Approximately 10,000 million Android users installed Updates for Samsung” so far. Kuprins said that the app, while not malicious, is using deceptive methods and tricks to make users pay for the firmware updates that do not come from the official source but instead updato.com domain:^[3]

Although not malicious in the traditional meaning of that term “Updates for Samsung” does not seem to offer users much of value besides a lighter wallet and as such highlights the risks of ignoring the fine print.

Developers use shady practices to make users pay for app's functionality

The app grabbed the attention of Aleksejs Kuprins due to its large amount of downloads, and reason for that is the name itself – “Updates for Samsung.”^[4] Without a doubt, many would immediately assume that the app is legitimate and comes from Samsung itself (as evident, it is not the case).

As soon as “Updates for Samsung” is opened, it starts displaying a large amount of full-screen advertisement on a WebView window under the domain name updato.com, which usually shows Android-related news. Nevertheless, users who are interested in updating their Samsung phones can search for the appropriate updates via the app.

Once found, users can download updates for free, but the download speed is limited to a bare minimum of 56 KB/s, which comes down to four hours of download if the patch is approximately 700 MB large. However, during the tests conducted by Kuprins, the download simply froze at some point, and the completion could be never achieved, even with a stable connection.

This simple trick prompts users opting for the paid option, which offers a yearly subscription for $34.99. However, the arrangements are not being carried out via the official Google Play store, but users are rather prompted to enter their credit card details directly, which can compromise users'security. It is not surprising, as the app is not affiliated with Samsung in any way, despite offering firmware and software updates from the hardware maker.

Modern day electronic scams hide behind legitimate claims

Advertising is one of the most lucrative businesses in the world, and, while it is mandatory for companies to promote their products or even exist, deceptive marketing campaigns is something that encourages unfair practices while pushing dodgy products or services.

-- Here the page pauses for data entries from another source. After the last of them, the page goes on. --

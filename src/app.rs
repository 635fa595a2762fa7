mod about;
mod avatar;
mod certifications;
mod contact;
mod dom;
mod footer;
mod header;
mod hero;
mod homepage;
mod mobile_menu;
mod projects;
mod scroll_spy;
mod skills;

use homepage::HomePage;
use leptos::prelude::*;
use leptos_meta::*;
use leptos_router::{components::*, path};

use crate::content::portfolio;

pub fn shell(options: LeptosOptions) -> impl IntoView {
    view! {
        <!DOCTYPE html>
        <html lang="en" class="dark">
            <head>
                <meta charset="utf-8" />
                <meta name="viewport" content="width=device-width, initial-scale=1" />
                <AutoReload options=options.clone() />
                <HydrationScripts options />
                <meta name="color-scheme" content="dark light" />
                <link rel="shortcut icon" type="image/ico" href="/favicon.ico" />
                <link rel="stylesheet" id="leptos" href="/pkg/portfolio-site.css" />
                <MetaTags />
            </head>
            <body class="font-sans antialiased">
                <App />
            </body>
        </html>
    }
}

#[component]
pub fn App() -> impl IntoView {
    // Provides context that manages stylesheets, titles, meta tags, etc.
    provide_meta_context();

    let owner = portfolio()
        .map(|p| p.profile.name.clone())
        .unwrap_or_else(|_| "Portfolio".to_string());

    view! {
        <Title formatter=move |title| format!("{owner} - {title}") />
        <Meta name="description" content="Data engineering portfolio: skills, projects and certifications." />

        <Router>
            <Routes fallback=|| "Page not found.".into_view()>
                <Route path=path!("/") view=HomePage />
            </Routes>
        </Router>
    }
}
use leptos::{either::Either, prelude::*};
use leptos_meta::Title;

#[cfg(feature = "hydrate")]
use codee::string::JsonSerdeWasmCodec;
#[cfg(feature = "hydrate")]
use leptos_use::storage::use_local_storage;

#[cfg(feature = "hydrate")]
use crate::ui_state::THEME_STORAGE_KEY;
use crate::{
    content::{portfolio, ContentError, Portfolio},
    tracker::SectionId,
    ui_state::{MenuState, Theme},
};

use super::{
    about::AboutSection,
    certifications::CertificationsSection,
    contact::ContactSection,
    dom::{apply_theme, location_hash, DocumentViewport},
    footer::Footer,
    header::NavBar,
    hero::HeroSection,
    projects::ProjectsSection,
    scroll_spy::{ScrollSpy, SectionRefs},
    skills::SkillsSection,
};

#[component]
pub fn HomePage() -> impl IntoView {
    match portfolio() {
        Ok(portfolio) => Either::Left(view! { <PortfolioPage portfolio /> }),
        Err(err) => {
            log::error!("portfolio content unavailable: {err}");
            Either::Right(view! { <ContentUnavailable err /> })
        }
    }
}

#[component]
fn PortfolioPage(portfolio: &'static Portfolio) -> impl IntoView {
    let spy = ScrollSpy::new();
    let sections = SectionRefs::new();
    spy.observe(sections);

    let theme = RwSignal::new(Theme::default());
    let menu = RwSignal::new(MenuState::default());

    #[cfg(feature = "hydrate")]
    {
        let (stored_theme, set_stored_theme, _) =
            use_local_storage::<Theme, JsonSerdeWasmCodec>(THEME_STORAGE_KEY);
        Effect::watch(
            || (),
            move |_, _, _| theme.set(stored_theme.get_untracked()),
            true,
        );
        Effect::watch(
            move || theme.get(),
            move |t, _, _| set_stored_theme.set(*t),
            false,
        );
    }
    Effect::new(move |_| apply_theme(theme.get()));

    // deep links like `/#projects` land on their section once hydrated
    Effect::new(move |_| {
        if let Some(id) = location_hash() {
            spy.navigate_with(|t| t.navigate_to_id(&id, &DocumentViewport));
        }
    });

    view! {
        <Title text="Portfolio" />
        <div class=move || {
            format!("min-h-screen transition-colors duration-500 {}", theme.get().page_class())
        }>
            <NavBar spy theme menu portfolio />
            <main>
                <HeroSection
                    section_ref=sections.get(SectionId::Home)
                    spy
                    profile=&portfolio.profile
                />
                <AboutSection section_ref=sections.get(SectionId::About) profile=&portfolio.profile />
                <SkillsSection section_ref=sections.get(SectionId::Skills) portfolio />
                <ProjectsSection
                    section_ref=sections.get(SectionId::Projects)
                    projects=&portfolio.projects
                />
                <CertificationsSection
                    section_ref=sections.get(SectionId::Certifications)
                    certifications=&portfolio.certifications
                />
                <ContactSection
                    section_ref=sections.get(SectionId::Contact)
                    contact=&portfolio.contact
                />
            </main>
            <Footer portfolio />
        </div>
    }
}

#[component]
fn ContentUnavailable(err: ContentError) -> impl IntoView {
    view! {
        <Title text="Unavailable" />
        <div class="min-h-screen flex items-center justify-center bg-gray-900 text-white px-4">
            <div class="max-w-xl bg-gray-800 p-6 rounded-xl border-l-4 border-red-500">
                <h1 class="text-xl font-bold mb-2">"This page couldn't be rendered"</h1>
                <pre class="whitespace-pre-wrap text-sm text-gray-300">{err.to_string()}</pre>
            </div>
        </div>
    }
}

Many applications on Google Play or Chrome store claim to be absolutely free, although it is rarely the case (in-app purchases or intrusive ads makes it pay for itself). Consumers are quick to grab something useful, although they seldom realize that they are simply being tricked by empty promises. Therefore, find an application that works and pay for it – software developers cannot work for free. For that, you will receive adequate functionality and full support without tricks.

“Updates for Samsung” is one of the best examples of unfair and deceptive marketing that should not be allowed on official sources, even though the application is not directly malicious. Google, which previously had to remove numerous malicious apps from the official stores,^[5] is yet to respond to the security expert's findings.

While software and firmware updates might be confusing, trusting original sources is always recommended. To update your Samsung smartphone, go to Settings > About phone and locate Software Update option to download the latest firmware and software.